Answer Anticipation:
In order to get to the conclusion, the argument needs to prove that the characteristics of C/T can't overlap with those of R/S. The characteristics we learn about each pair of genres speaks to the morality of the characters, but these characteristics don't contradict each other, which the critic needs them to do in order to prove her point.

The answer will state that characters with changing morality can't reflect the world, or characters with world-reflecting morality can't change.

Correct Answer:
(D)

Answer Choice Analysis:
(A) Out of scope. The argument cares about the morality of characters. This answer choice conflates what we know about the worlds of R/S with the characters of C/T.

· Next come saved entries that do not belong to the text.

use async_trait::async_trait;
use reqwest::Client;
use tracing::debug;

use skillrun_core::{Result, SkillError};

use crate::backend::InferenceBackend;

/// Anthropic messages API backend.
pub struct AnthropicBackend {
    client: Client,
    api_key: String,
    base_url: String,
    model: String,
    max_tokens: u32,
}

impl AnthropicBackend {
    pub fn new(api_key: String, model: String, max_tokens: u32) -> Self {
        Self {
            client: Client::new(),
            api_key,
            base_url: "https://api.anthropic.com/v1".into(),
            model,
            max_tokens,
        }
    }

    pub fn with_base_url(mut self, url: String) -> Self {
        self.base_url = url;
        self
    }
}

/// Join the text blocks of a messages-API response body.
fn text_from_response(data: &serde_json::Value) -> String {
    data["content"]
        .as_array()
        .map(|blocks| {
            blocks
                .iter()
                .filter_map(|b| {
                    if b["type"] == "text" {
                        b["text"].as_str()
                    } else {
                        None
                    }
                })
                .collect::<Vec<_>>()
                .join("")
        })
        .unwrap_or_default()
}

#[async_trait]
impl InferenceBackend for AnthropicBackend {
    fn name(&self) -> &str {
        "anthropic"
    }

    async fn infer(&self, prompt: &str) -> Result<String> {
        let body = serde_json::json!({
            "model": self.model,
            "max_tokens": self.max_tokens,
            "messages": [{ "role": "user", "content": prompt }],
        });
        debug!(model = %self.model, prompt_len = prompt.len(), "sending inference request");

        let resp = self
            .client
            .post(format!("{}/messages", self.base_url))
            .header("x-api-key", &self.api_key)
            .header("anthropic-version", "2023-06-01")
            .header("content-type", "application/json")
            .json(&body)
            .send()
            .await
            .map_err(|e| SkillError::Backend(e.to_string()))?;

        if !resp.status().is_success() {
            let status = resp.status();
            let text = resp.text().await.unwrap_or_default();
            return Err(SkillError::Backend(format!("HTTP {status}: {text}")));
        }

        let data: serde_json::Value = resp
            .json()
            .await
            .map_err(|e| SkillError::Backend(e.to_string()))?;

        Ok(text_from_response(&data).trim().to_string())
    }
}

#[cfg(test)]
mod tests {
    use super::*;

    #[test]
    fn joins_text_blocks_and_skips_others() {
        let data = serde_json::json!({
            "content": [
                { "type": "text", "text": "Hello" },
                { "type": "tool_use", "name": "nope" },
                { "type": "text", "text": ", world" },
            ]
        });
        assert_eq!(text_from_response(&data), "Hello, world");
    }

    #[test]
    fn empty_content_yields_empty_string() {
        assert_eq!(text_from_response(&serde_json::json!({})), "");
        assert_eq!(
            text_from_response(&serde_json::json!({ "content": [] })),
            ""
        );
    }
}
//! # skillrun-backend
//!
//! Abstraction over the inference backend. The dispatcher treats inference
//! as an opaque call — fully rendered prompt in, generated text out — so the
//! trait is deliberately small. One HTTP adapter (Anthropic messages API)
//! plus a deterministic mock for tests.

pub mod anthropic;
pub mod backend;
pub mod mock;

pub use anthropic::AnthropicBackend;
pub use backend::InferenceBackend;
pub use mock::MockBackend;

use std::sync::Arc;

use skillrun_config::BackendConfig;
use skillrun_core::{Result, SkillError};

/// Build the configured inference backend.
pub fn from_config(config: &BackendConfig) -> Result<Arc<dyn InferenceBackend>> {
    match config.provider.as_str() {
        "anthropic" => {
            let api_key = config.api_key.clone().ok_or_else(|| {
                SkillError::Config(
                    "no API key: set backend.api_key in skillrun.toml or the ANTHROPIC_API_KEY \
                     env var"
                        .into(),
                )
            })?;
            let mut backend =
                AnthropicBackend::new(api_key, config.model.clone(), config.max_tokens);
            if let Some(ref url) = config.base_url {
                backend = backend.with_base_url(url.clone());
            }
            Ok(Arc::new(backend))
        }
        other => Err(SkillError::Config(format!(
            "unknown backend provider '{other}'"
        ))),
    }
}
//! Mock inference backend for deterministic testing.
//!
//! Returns pre-queued responses without any network access and records every
//! prompt it receives, so tests can assert on the rendered prompt and on the
//! number of backend calls.

use async_trait::async_trait;
use std::collections::VecDeque;
use std::sync::{Arc, Mutex};

use skillrun_core::{Result, SkillError};

use crate::backend::InferenceBackend;

enum MockResponse {
    Text(String),
    Error(String),
}

/// A mock backend with a queue of canned responses.
///
/// # Example
/// ```
/// use skillrun_backend::MockBackend;
/// let backend = MockBackend::new().with_response("Hello, world!");
/// ```
pub struct MockBackend {
    responses: Mutex<VecDeque<MockResponse>>,
    prompts: Arc<Mutex<Vec<String>>>,
}

impl Default for MockBackend {
    fn default() -> Self {
        Self::new()
    }
}

impl MockBackend {
    pub fn new() -> Self {
        Self {
            responses: Mutex::new(VecDeque::new()),
            prompts: Arc::new(Mutex::new(Vec::new())),
        }
    }

    /// Queue a text response.
    pub fn with_response(self, text: &str) -> Self {
        self.responses
            .lock()
            .unwrap()
            .push_back(MockResponse::Text(text.to_string()));
        self
    }

    /// Queue a backend failure.
    pub fn with_error(self, message: &str) -> Self {
        self.responses
            .lock()
            .unwrap()
            .push_back(MockResponse::Error(message.to_string()));
        self
    }

    /// Handle to the prompts received so far, for test assertions.
    pub fn recorded_prompts(&self) -> Arc<Mutex<Vec<String>>> {
        Arc::clone(&self.prompts)
    }
}

#[async_trait]
impl InferenceBackend for MockBackend {
    fn name(&self) -> &str {
        "mock"
    }

    async fn infer(&self, prompt: &str) -> Result<String> {
        self.prompts.lock().unwrap().push(prompt.to_string());
        match self.responses.lock().unwrap().pop_front() {
            Some(MockResponse::Text(text)) => Ok(text),
            Some(MockResponse::Error(message)) => Err(SkillError::Backend(message)),
            None => Ok("(mock: no queued response)".to_string()),
        }
    }
}

#[cfg(test)]
mod tests {
    use super::*;

    #[tokio::test]
    async fn responses_come_back_in_order() {
        let backend = MockBackend::new().with_response("one").with_response("two");
        assert_eq!(backend.infer("a").await.unwrap(), "one");
        assert_eq!(backend.infer("b").await.unwrap(), "two");
    }

    #[tokio::test]
    async fn records_prompts() {
        let backend = MockBackend::new().with_response("ok");
        let prompts = backend.recorded_prompts();
        backend.infer("rendered prompt").await.unwrap();
        assert_eq!(*prompts.lock().unwrap(), vec!["rendered prompt"]);
    }

    #[tokio::test]
    async fn queued_error_surfaces_as_backend_failure() {
        let backend = MockBackend::new().with_error("rate limited");
        let err = backend.infer("x").await.unwrap_err();
        assert!(matches!(err, SkillError::Backend(msg) if msg == "rate limited"));
    }
}
//! Input resolution.
//!
//! Each declared input is resolved independently, in declaration order:
//!
//! 1. an explicit override is used verbatim;
//! 2. a piped value binds to the sole input of a single-input skill;
//! 3. an auto-gather command supplies the value when it exits zero;
//! 4. a still-unresolved required input is an error;
//! 5. everything else binds to the empty string.

use std::collections::HashMap;
use std::path::Path;
use tracing::debug;

use skillrun_core::{Result, SkillError};
use skillrun_skills::SkillDefinition;

use crate::gather;

/// Final mapping of input name to value. Computed once per invocation and
/// immutable afterwards.
pub type ResolvedInputs = HashMap<String, String>;

/// Resolve every declared input of a skill.
///
/// Gather commands run synchronously in declaration order with the
/// invocation's working directory and inherited environment; their failures
/// are soft (see [`crate::gather`]). Whether piping to this skill is legal
/// at all is the dispatcher's concern — here the piped value is only
/// consulted for single-input skills, per rule 2.
pub async fn resolve(
    skill: &SkillDefinition,
    overrides: &HashMap<String, String>,
    piped: Option<&str>,
    cwd: &Path,
    command_timeout_secs: u64,
) -> Result<ResolvedInputs> {
    let mut resolved = ResolvedInputs::with_capacity(skill.inputs.len());
    let single_input = skill.inputs.len() == 1;

    for (name, spec) in &skill.inputs {
        if let Some(value) = overrides.get(name) {
            debug!(input = %name, "using explicit override");
            resolved.insert(name.clone(), value.clone());
            continue;
        }

        if single_input {
            if let Some(value) = piped {
                debug!(input = %name, "binding piped value");
                resolved.insert(name.clone(), value.to_string());
                continue;
            }
        }

        if let Some(command) = &spec.command {
            if let Some(value) = gather::gather(name, command, cwd, command_timeout_secs).await {
                resolved.insert(name.clone(), value);
                continue;
            }
        }

        if spec.required {
            return Err(SkillError::MissingRequiredInput {
                skill: skill.name.clone(),
                input: name.clone(),
            });
        }

        resolved.insert(name.clone(), String::new());
    }

    Ok(resolved)
}

#[cfg(test)]
mod tests {
    use super::*;
    use skillrun_skills::{InputSpec, OutputSpec};
    use std::path::PathBuf;

    fn skill(inputs: Vec<(&str, InputSpec)>) -> SkillDefinition {
        SkillDefinition {
            name: "test-skill".into(),
            description: String::new(),
            inputs: inputs
                .into_iter()
                .map(|(n, s)| (n.to_string(), s))
                .collect(),
            output: OutputSpec::default(),
            template: String::new(),
            path: PathBuf::new(),
        }
    }

    fn overrides(pairs: &[(&str, &str)]) -> HashMap<String, String> {
        pairs
            .iter()
            .map(|(k, v)| (k.to_string(), v.to_string()))
            .collect()
    }

    fn cwd() -> PathBuf {
        std::env::temp_dir()
    }

    #[tokio::test]
    async fn no_required_no_commands_binds_all_empty() {
        let skill = skill(vec![
            ("a", InputSpec::default()),
            ("b", InputSpec::default()),
        ]);
        let resolved = resolve(&skill, &HashMap::new(), None, &cwd(), 10)
            .await
            .unwrap();
        assert_eq!(resolved.len(), 2);
        assert_eq!(resolved["a"], "");
        assert_eq!(resolved["b"], "");
    }

    #[tokio::test]
    async fn override_beats_command() {
        let skill = skill(vec![(
            "x",
            InputSpec {
                command: Some("echo from-command".into()),
                ..Default::default()
            },
        )]);
        let resolved = resolve(&skill, &overrides(&[("x", "from-caller")]), None, &cwd(), 10)
            .await
            .unwrap();
        assert_eq!(resolved["x"], "from-caller");
    }

    #[tokio::test]
    async fn override_beats_piped_value() {
        let skill = skill(vec![("x", InputSpec::default())]);
        let resolved = resolve(
            &skill,
            &overrides(&[("x", "explicit")]),
            Some("piped"),
            &cwd(),
            10,
        )
        .await
        .unwrap();
        assert_eq!(resolved["x"], "explicit");
    }

    #[tokio::test]
    async fn piped_value_binds_to_sole_input() {
        let skill = skill(vec![("x", InputSpec::default())]);
        let resolved = resolve(&skill, &HashMap::new(), Some("piped text"), &cwd(), 10)
            .await
            .unwrap();
        assert_eq!(resolved["x"], "piped text");
    }

    #[tokio::test]
    async fn piped_value_skips_the_gather_command() {
        // Command would fail; the piped value must win before it runs.
        let skill = skill(vec![(
            "x",
            InputSpec {
                command: Some("false".into()),
                required: true,
                ..Default::default()
            },
        )]);
        let resolved = resolve(&skill, &HashMap::new(), Some("piped"), &cwd(), 10)
            .await
            .unwrap();
        assert_eq!(resolved["x"], "piped");
    }

    #[tokio::test]
    async fn command_supplies_value() {
        let skill = skill(vec![
            (
                "x",
                InputSpec {
                    command: Some("echo gathered".into()),
                    ..Default::default()
                },
            ),
            ("y", InputSpec::default()),
        ]);
        let resolved = resolve(&skill, &HashMap::new(), None, &cwd(), 10)
            .await
            .unwrap();
        assert_eq!(resolved["x"], "gathered");
        assert_eq!(resolved["y"], "");
    }

    #[tokio::test]
    async fn failed_command_on_optional_input_binds_empty() {
        let skill = skill(vec![(
            "x",
            InputSpec {
                command: Some("false".into()),
                required: false,
                ..Default::default()
            },
        )]);
        // Two inputs would disable pipe binding; keep one input but no pipe.
        let resolved = resolve(&skill, &HashMap::new(), None, &cwd(), 10)
            .await
            .unwrap();
        assert_eq!(resolved["x"], "");
    }

    #[tokio::test]
    async fn failed_command_on_required_input_is_missing() {
        let skill = skill(vec![
            (
                "x",
                InputSpec {
                    command: Some("false".into()),
                    required: true,
                    ..Default::default()
                },
            ),
            ("pad", InputSpec::default()),
        ]);
        let err = resolve(&skill, &HashMap::new(), None, &cwd(), 10)
            .await
            .unwrap_err();
        assert!(matches!(
            err,
            SkillError::MissingRequiredInput { ref input, .. } if input == "x"
        ));
    }

    #[tokio::test]
    async fn required_without_any_source_is_missing() {
        let skill = skill(vec![(
            "x",
            InputSpec {
                required: true,
                ..Default::default()
            },
        )]);
        let err = resolve(&skill, &HashMap::new(), None, &cwd(), 10)
            .await
            .unwrap_err();
        assert!(matches!(
            err,
            SkillError::MissingRequiredInput { ref input, ref skill } if input == "x" && skill == "test-skill"
        ));
    }

    #[tokio::test]
    async fn empty_command_output_resolves_optional_input() {
        // `git diff --cached` with nothing staged: success, empty stdout.
        let skill = skill(vec![(
            "diff",
            InputSpec {
                command: Some("true".into()),
                required: false,
                ..Default::default()
            },
        )]);
        let resolved = resolve(&skill, &HashMap::new(), None, &cwd(), 10)
            .await
            .unwrap();
        assert_eq!(resolved["diff"], "");
    }

    #[tokio::test]
    async fn piped_value_not_consulted_for_multi_input_skills() {
        let skill = skill(vec![
            ("a", InputSpec::default()),
            ("b", InputSpec::default()),
        ]);
        // The dispatcher rejects this combination before calling resolve;
        // if called anyway, the pipe must simply be ignored.
        let resolved = resolve(&skill, &HashMap::new(), Some("piped"), &cwd(), 10)
            .await
            .unwrap();
        assert_eq!(resolved["a"], "");
        assert_eq!(resolved["b"], "");
    }
}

(B) Tempting! This answer connects the change in C/T with the vision of the world. However, it doesn’t connect the changing morality of characters in C/T with reflecting these changes in the world; maybe the two change in different ways.

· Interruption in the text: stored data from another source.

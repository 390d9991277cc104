//! # skillrun-mcp
//!
//! Tool-protocol (MCP) server surface. Exposes the same pipeline the CLI
//! uses as three tools over stdio: `run_skill`, `list_skills`, and
//! `show_skill`. Skill failures are reported as tool results with
//! `is_error` set, so callers can read the message; protocol-level problems
//! (unknown tool, malformed arguments) become protocol errors.

use std::collections::HashMap;
use std::sync::Arc;

use rmcp::model::{
    CallToolRequestParam, CallToolResult, Content, InitializeResult, ListToolsResult,
    PaginatedRequestParam, ServerCapabilities, Tool, ToolAnnotations,
};
use rmcp::{transport::stdio, ServerHandler, ServiceExt};
use serde_json::{json, Map as JsonMap, Value};
use tracing::{info, warn};

use skillrun_config::SkillrunConfig;
use skillrun_core::{Result, SkillError};
use skillrun_engine::Dispatcher;

/// MCP server wrapping a [`Dispatcher`].
#[derive(Clone)]
pub struct SkillService {
    dispatcher: Arc<Dispatcher>,
}

impl SkillService {
    pub fn new(dispatcher: Arc<Dispatcher>) -> Self {
        Self { dispatcher }
    }

    async fn run_skill(
        &self,
        name: &str,
        overrides: &HashMap<String, String>,
    ) -> Result<CallToolResult> {
        let outcome = self.dispatcher.run(name, overrides, None).await?;
        Ok(CallToolResult {
            content: vec![Content::text(outcome.text.clone())],
            structured_content: Some(json!({
                "skill": outcome.skill,
                "text": outcome.text,
            })),
            is_error: Some(false),
            meta: None,
        })
    }

    fn list_skills(&self) -> Result<CallToolResult> {
        let skills = self.dispatcher.list()?;
        let text = if skills.is_empty() {
            "no skills found".to_string()
        } else {
            skills
                .iter()
                .map(|s| format!("{} — {}", s.name, s.description))
                .collect::<Vec<_>>()
                .join("\n")
        };
        Ok(CallToolResult {
            content: vec![Content::text(text)],
            structured_content: Some(json!({ "skills": skills })),
            is_error: Some(false),
            meta: None,
        })
    }

    fn show_skill(&self, name: &str) -> Result<CallToolResult> {
        let skill = self.dispatcher.show(name)?;
        let text = format!("{}: {}", skill.name, skill.description);
        Ok(CallToolResult {
            content: vec![Content::text(text)],
            structured_content: Some(skill.to_json()),
            is_error: Some(false),
            meta: None,
        })
    }
}

fn skill_name_arg(args: &JsonMap<String, Value>) -> std::result::Result<&str, rmcp::ErrorData> {
    args.get("skill_name")
        .and_then(|v| v.as_str())
        .filter(|s| !s.is_empty())
        .ok_or_else(|| {
            rmcp::ErrorData::invalid_params("missing required argument 'skill_name'", None)
        })
}

fn inputs_arg(
    args: &JsonMap<String, Value>,
) -> std::result::Result<HashMap<String, String>, rmcp::ErrorData> {
    let mut overrides = HashMap::new();
    if let Some(inputs) = args.get("inputs") {
        let map = inputs.as_object().ok_or_else(|| {
            rmcp::ErrorData::invalid_params("'inputs' must be an object of strings", None)
        })?;
        for (key, value) in map {
            let text = value.as_str().ok_or_else(|| {
                rmcp::ErrorData::invalid_params(format!("input '{key}' must be a string"), None)
            })?;
            overrides.insert(key.clone(), text.to_string());
        }
    }
    Ok(overrides)
}

/// A skill failure rendered as a tool result rather than a protocol error.
fn error_result(err: &SkillError) -> CallToolResult {
    CallToolResult {
        content: vec![Content::text(err.to_string())],
        structured_content: Some(json!({
            "error": err.kind(),
            "message": err.to_string(),
        })),
        is_error: Some(true),
        meta: None,
    }
}

fn tool_descriptors() -> Vec<Tool> {
    // Some clients reject input schemas without an explicit JSON Schema
    // "type", so even the parameterless tool declares an empty object.
    let mut empty_schema = JsonMap::new();
    empty_schema.insert("type".into(), json!("object"));
    empty_schema.insert("properties".into(), json!({}));
    empty_schema.insert("additionalProperties".into(), json!(false));

    let mut run_schema = JsonMap::new();
    run_schema.insert("type".into(), json!("object"));
    run_schema.insert(
        "properties".into(),
        json!({
            "skill_name": {
                "type": "string",
                "description": "Name of the skill to run"
            },
            "inputs": {
                "type": "object",
                "additionalProperties": { "type": "string" },
                "description": "Explicit input values; omitted inputs are auto-gathered or defaulted"
            }
        }),
    );
    run_schema.insert("required".into(), json!(["skill_name"]));
    run_schema.insert("additionalProperties".into(), json!(false));

    let mut show_schema = JsonMap::new();
    show_schema.insert("type".into(), json!("object"));
    show_schema.insert(
        "properties".into(),
        json!({
            "skill_name": {
                "type": "string",
                "description": "Name of the skill to describe"
            }
        }),
    );
    show_schema.insert("required".into(), json!(["skill_name"]));
    show_schema.insert("additionalProperties".into(), json!(false));

    vec![
        Tool {
            name: "run_skill".into(),
            title: Some("Run a skill".into()),
            description: Some(
                "Resolve a skill's inputs, render its prompt, and return the model's response"
                    .into(),
            ),
            input_schema: Arc::new(run_schema),
            output_schema: None,
            annotations: Some(ToolAnnotations::default()),
            icons: None,
            meta: None,
        },
        Tool {
            name: "list_skills".into(),
            title: Some("List available skills".into()),
            description: Some("List every discoverable skill with its description".into()),
            input_schema: Arc::new(empty_schema),
            output_schema: None,
            annotations: Some(ToolAnnotations::default()),
            icons: None,
            meta: None,
        },
        Tool {
            name: "show_skill".into(),
            title: Some("Show a skill's definition".into()),
            description: Some(
                "Return a skill's description, declared inputs, and template without running it"
                    .into(),
            ),
            input_schema: Arc::new(show_schema),
            output_schema: None,
            annotations: Some(ToolAnnotations::default()),
            icons: None,
            meta: None,
        },
    ]
}

impl ServerHandler for SkillService {
    fn list_tools(
        &self,
        _request: Option<PaginatedRequestParam>,
        _context: rmcp::service::RequestContext<rmcp::RoleServer>,
    ) -> impl std::future::Future<Output = std::result::Result<ListToolsResult, rmcp::ErrorData>>
           + Send
           + '_ {
        std::future::ready(Ok(ListToolsResult {
            tools: tool_descriptors(),
            next_cursor: None,
            meta: Default::default(),
        }))
    }

    fn call_tool(
        &self,
        request: CallToolRequestParam,
        _context: rmcp::service::RequestContext<rmcp::RoleServer>,
    ) -> impl std::future::Future<Output = std::result::Result<CallToolResult, rmcp::ErrorData>>
           + Send
           + '_ {
        Box::pin(async move {
            let args = request.arguments.clone().unwrap_or_default();
            // Argument shape problems fail at the protocol level; once the
            // arguments parse, any skill failure comes back as a tool result
            // the caller can read.
            let result = match request.name.as_ref() {
                "run_skill" => {
                    let name = skill_name_arg(&args)?;
                    let overrides = inputs_arg(&args)?;
                    self.run_skill(name, &overrides).await
                }
                "list_skills" => self.list_skills(),
                "show_skill" => self.show_skill(skill_name_arg(&args)?),
                other => {
                    return Err(rmcp::ErrorData::invalid_params(
                        format!("unknown tool {other}"),
                        None,
                    ))
                }
            };
            Ok(result.unwrap_or_else(|err| error_result(&err)))
        })
    }

    fn get_info(&self) -> InitializeResult {
        InitializeResult {
            capabilities: ServerCapabilities {
                tools: Some(Default::default()),
                ..Default::default()
            },
            instructions: Some(
                "Runs declarative SKILL.md prompt skills. Use list_skills to discover skills, \
                 show_skill to inspect one, and run_skill to execute it."
                    .into(),
            ),
            ..Default::default()
        }
    }
}

/// Serve the tool protocol over stdin/stdout until the client disconnects.
///
/// The backend is built lazily from configuration; when no credentials are
/// present the server still starts, with `list_skills` and `show_skill`
/// functional and `run_skill` reporting the configuration problem.
pub async fn serve_stdio(config: SkillrunConfig) -> Result<()> {
    let backend = match skillrun_backend::from_config(&config.backend) {
        Ok(backend) => Some(backend),
        Err(e) => {
            warn!(error = %e, "no inference backend; run_skill will be unavailable");
            None
        }
    };
    let dispatcher = Arc::new(Dispatcher::from_config(&config, backend)?);
    let service = SkillService::new(dispatcher);

    info!("tool-protocol server listening on stdio");
    let running = service
        .serve(stdio())
        .await
        .map_err(|e| SkillError::Other(anyhow::anyhow!("serve failed: {e}")))?;
    running
        .waiting()
        .await
        .map_err(|e| SkillError::Other(anyhow::anyhow!("server task failed: {e}")))?;
    Ok(())
}

#[cfg(test)]
mod tests {
    use super::*;

    #[test]
    fn descriptors_cover_all_three_tools() {
        let tools = tool_descriptors();
        let names: Vec<_> = tools.iter().map(|t| t.name.as_ref()).collect();
        assert_eq!(names, vec!["run_skill", "list_skills", "show_skill"]);
    }

    #[test]
    fn every_schema_declares_an_object_type() {
        for tool in tool_descriptors() {
            assert_eq!(
                tool.input_schema.get("type").and_then(|v| v.as_str()),
                Some("object"),
                "tool {} lacks an object schema",
                tool.name
            );
        }
    }

    #[test]
    fn run_skill_requires_the_skill_name() {
        let tools = tool_descriptors();
        let run = tools.iter().find(|t| t.name == "run_skill").unwrap();
        let required = run.input_schema.get("required").unwrap();
        assert_eq!(required, &json!(["skill_name"]));
    }

    #[test]
    fn skill_name_arg_rejects_missing_and_empty() {
        let empty = JsonMap::new();
        assert!(skill_name_arg(&empty).is_err());

        let mut blank = JsonMap::new();
        blank.insert("skill_name".into(), json!(""));
        assert!(skill_name_arg(&blank).is_err());

        let mut ok = JsonMap::new();
        ok.insert("skill_name".into(), json!("greeter"));
        assert_eq!(skill_name_arg(&ok).unwrap(), "greeter");
    }

    #[test]
    fn error_results_carry_the_error_kind() {
        let result = error_result(&SkillError::NotFound("nope".into()));
        assert_eq!(result.is_error, Some(true));
        let structured = result.structured_content.unwrap();
        assert_eq!(structured["error"], "not_found");
    }
}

(C) Out of scope. Similar to (A), this answer choice connects the character in C/T (and it doesn't even mention the C part) with characteristics of the world in R/S. It still doesn't tell us that the character's changing morality reflects the world.

(D) Bingo. This answer isn't exactly what we were looking for, but it serves the same purpose - drawing a line in the sand between R/S and C/T. In C/T, characters change. This answer tells us that they don't in R/S. The two genre pairs are now mutually exclusive, which is what the conclusion states.

(E) Premise booster/out of scope. The argument only speaks to major characters, so, if anything, this answer choice just builds on what we already know.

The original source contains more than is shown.